(Beginning of The data)

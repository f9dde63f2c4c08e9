use std::time::{Duration, Instant};

use serde::{Deserialize, Serialize};

use crate::protocol::transaction::dfs_referral::{DfsReferralResponse, ReferralHeaderFlags};

/// One place a DFS path can be redirected to.
#[derive(Serialize, Deserialize, Debug, Clone, PartialEq, Eq, Default)]
pub struct DfsTarget {
    pub server: String,
    pub share: String,
    /// Remainder below the share, without a leading separator.
    pub path: String,
}

impl DfsTarget {
    /// Splits a `\server\share\path` node.
    pub fn parse(node: &str) -> Self {
        let mut parts = node.trim_start_matches('\\').splitn(3, '\\');
        Self {
            server: parts.next().unwrap_or_default().into(),
            share: parts.next().unwrap_or_default().into(),
            path: parts.next().unwrap_or_default().trim_end_matches('\\').into(),
        }
    }

    /// A target naming only a server, as domain and DC lists do.
    pub fn server(name: &str) -> Self {
        Self {
            server: name.trim_start_matches('\\').into(),
            ..Default::default()
        }
    }

    pub fn unc(&self) -> String {
        let mut unc = format!("\\{}\\{}", self.server, self.share);
        if !self.path.is_empty() {
            unc.push('\\');
            unc.push_str(&self.path);
        }
        unc
    }
}

/// A resolved referral: a ring of equivalent targets and how much of the
/// request path they replace.
#[derive(Debug, Clone, PartialEq, Eq)]
pub struct DfsReferral {
    targets: Vec<DfsTarget>,
    current: usize,
    /// Characters of the lookup key this referral covers.
    pub path_consumed: usize,
    pub ttl: u32,
    pub expiration: Instant,
    /// Whether credentials for the targets come from stored hashes.
    pub resolve_hashes: bool,
    pub flags: ReferralHeaderFlags,
    /// The link below the root this referral was stored under.
    pub link: Option<String>,
    /// The cache key it was stored under.
    pub key: Option<String>,
}

impl DfsReferral {
    /// Builds the target ring from a response. Returns `None` when the
    /// response names no target.
    ///
    /// Name list entries contribute their expanded names, or the special
    /// name itself when none were returned.
    pub fn from_response(response: &DfsReferralResponse, now: Instant) -> Option<Self> {
        let mut targets = Vec::new();
        for entry in &response.referrals {
            if entry.is_name_list() {
                if entry.expanded_names.is_empty() {
                    targets.push(DfsTarget::server(&entry.special_name));
                } else {
                    targets.extend(entry.expanded_names.iter().map(|name| DfsTarget::server(name)));
                }
            } else if !entry.node.is_empty() {
                targets.push(DfsTarget::parse(&entry.node));
            }
        }
        if targets.is_empty() {
            return None;
        }
        let ttl = response.referrals.iter().map(|entry| entry.ttl).min().unwrap_or_default();
        Some(Self {
            targets,
            current: 0,
            path_consumed: response.path_consumed as usize,
            ttl,
            expiration: now + Duration::from_secs(ttl as u64),
            resolve_hashes: false,
            flags: response.flags,
            link: None,
            key: None,
        })
    }

    pub fn targets(&self) -> &[DfsTarget] {
        &self.targets
    }

    pub fn current(&self) -> &DfsTarget {
        &self.targets[self.current]
    }

    /// Moves to the next target in the ring and returns it.
    pub fn rotate(&mut self) -> &DfsTarget {
        self.current = (self.current + 1) % self.targets.len();
        self.current()
    }

    pub fn server(&self) -> &str {
        &self.current().server
    }

    pub fn share(&self) -> &str {
        &self.current().share
    }

    pub fn is_expired(&self, now: Instant) -> bool {
        now >= self.expiration
    }

    /// Rewrites `path`, relative to the key the referral was resolved for,
    /// onto the current target.
    pub fn redirect(&self, path: &str) -> String {
        let split = path.char_indices().nth(self.path_consumed).map_or(path.len(), |(index, _)| index);
        let remainder = path[split..].trim_start_matches('\\');
        let mut unc = self.current().unc();
        if !remainder.is_empty() {
            unc.push('\\');
            unc.push_str(remainder);
        }
        unc
    }
}

#[cfg(test)]
mod tests {
    use crate::protocol::transaction::dfs_referral::{DfsReferralEntry, ReferralEntryFlags};

    use super::*;

    fn node(node: &str, ttl: u32) -> DfsReferralEntry {
        DfsReferralEntry {
            version: 3,
            ttl,
            path: "\\corp\\root\\link".into(),
            node: node.into(),
            ..Default::default()
        }
    }

    #[test]
    fn targets_form_a_ring() {
        let response = DfsReferralResponse {
            path_consumed: 15,
            referrals: vec![node("\\fs1\\data\\projects", 600), node("\\fs2\\data", 300)],
            ..Default::default()
        };
        let now = Instant::now();
        let mut referral = DfsReferral::from_response(&response, now).unwrap();
        assert_eq!(referral.current(), &DfsTarget {
            server: "fs1".into(),
            share: "data".into(),
            path: "projects".into(),
        });
        assert_eq!(referral.rotate().server, "fs2");
        assert_eq!(referral.rotate().server, "fs1");
        assert_eq!(referral.ttl, 300);
        assert!(!referral.is_expired(now + Duration::from_secs(299)));
        assert!(referral.is_expired(now + Duration::from_secs(300)));
    }

    #[test]
    fn name_list_entries_contribute_servers() {
        let response = DfsReferralResponse {
            referrals: vec![DfsReferralEntry {
                version: 3,
                flags: ReferralEntryFlags::NAME_LIST_REFERRAL,
                special_name: "\\CORP".into(),
                expanded_names: vec!["\\dc1.corp".into(), "\\dc2.corp".into()],
                ..Default::default()
            }],
            ..Default::default()
        };
        let referral = DfsReferral::from_response(&response, Instant::now()).unwrap();
        let servers: Vec<_> = referral.targets().iter().map(|target| target.server.as_str()).collect();
        assert_eq!(servers, ["dc1.corp", "dc2.corp"]);
    }

    #[test]
    fn empty_response_has_no_referral() {
        assert!(DfsReferral::from_response(&DfsReferralResponse::default(), Instant::now()).is_none());
    }

    #[test]
    fn redirect_replaces_the_consumed_prefix() {
        let response = DfsReferralResponse {
            path_consumed: 5,
            referrals: vec![node("\\fs1\\data\\projects", 60)],
            ..Default::default()
        };
        let referral = DfsReferral::from_response(&response, Instant::now()).unwrap();
        assert_eq!(referral.redirect("\\link\\docs\\a.txt"), "\\fs1\\data\\projects\\docs\\a.txt");
        assert_eq!(referral.redirect("\\link"), "\\fs1\\data\\projects");
    }
}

(End of The data)

• **Work instructions**
What you return should be exactly the lines above, starting at the one with "pub fn redirect(&self, path: &str)" and ending at the one with "assert_eq!(referral.ttl, 300);", and nothing else.

• **Response to the task**
    pub fn redirect(&self, path: &str) -> String {
        let split = path.char_indices().nth(self.path_consumed).map_or(path.len(), |(index, _)| index);
        let remainder = path[split..].trim_start_matches('\\');
        let mut unc = self.current().unc();
        if !remainder.is_empty() {
            unc.push('\\');
            unc.push_str(remainder);
        }
        unc
    }
}

#[cfg(test)]
mod tests {
    use crate::protocol::transaction::dfs_referral::{DfsReferralEntry, ReferralEntryFlags};

    use super::*;

    fn node(node: &str, ttl: u32) -> DfsReferralEntry {
        DfsReferralEntry {
            version: 3,
            ttl,
            path: "\\corp\\root\\link".into(),
            node: node.into(),
            ..Default::default()
        }
    }

    #[test]
    fn targets_form_a_ring() {
        let response = DfsReferralResponse {
            path_consumed: 15,
            referrals: vec![node("\\fs1\\data\\projects", 600), node("\\fs2\\data", 300)],
            ..Default::default()
        };
        let now = Instant::now();
        let mut referral = DfsReferral::from_response(&response, now).unwrap();
        assert_eq!(referral.current(), &DfsTarget {
            server: "fs1".into(),
            share: "data".into(),
            path: "projects".into(),
        });
        assert_eq!(referral.rotate().server, "fs2");
        assert_eq!(referral.rotate().server, "fs1");
        assert_eq!(referral.ttl, 300);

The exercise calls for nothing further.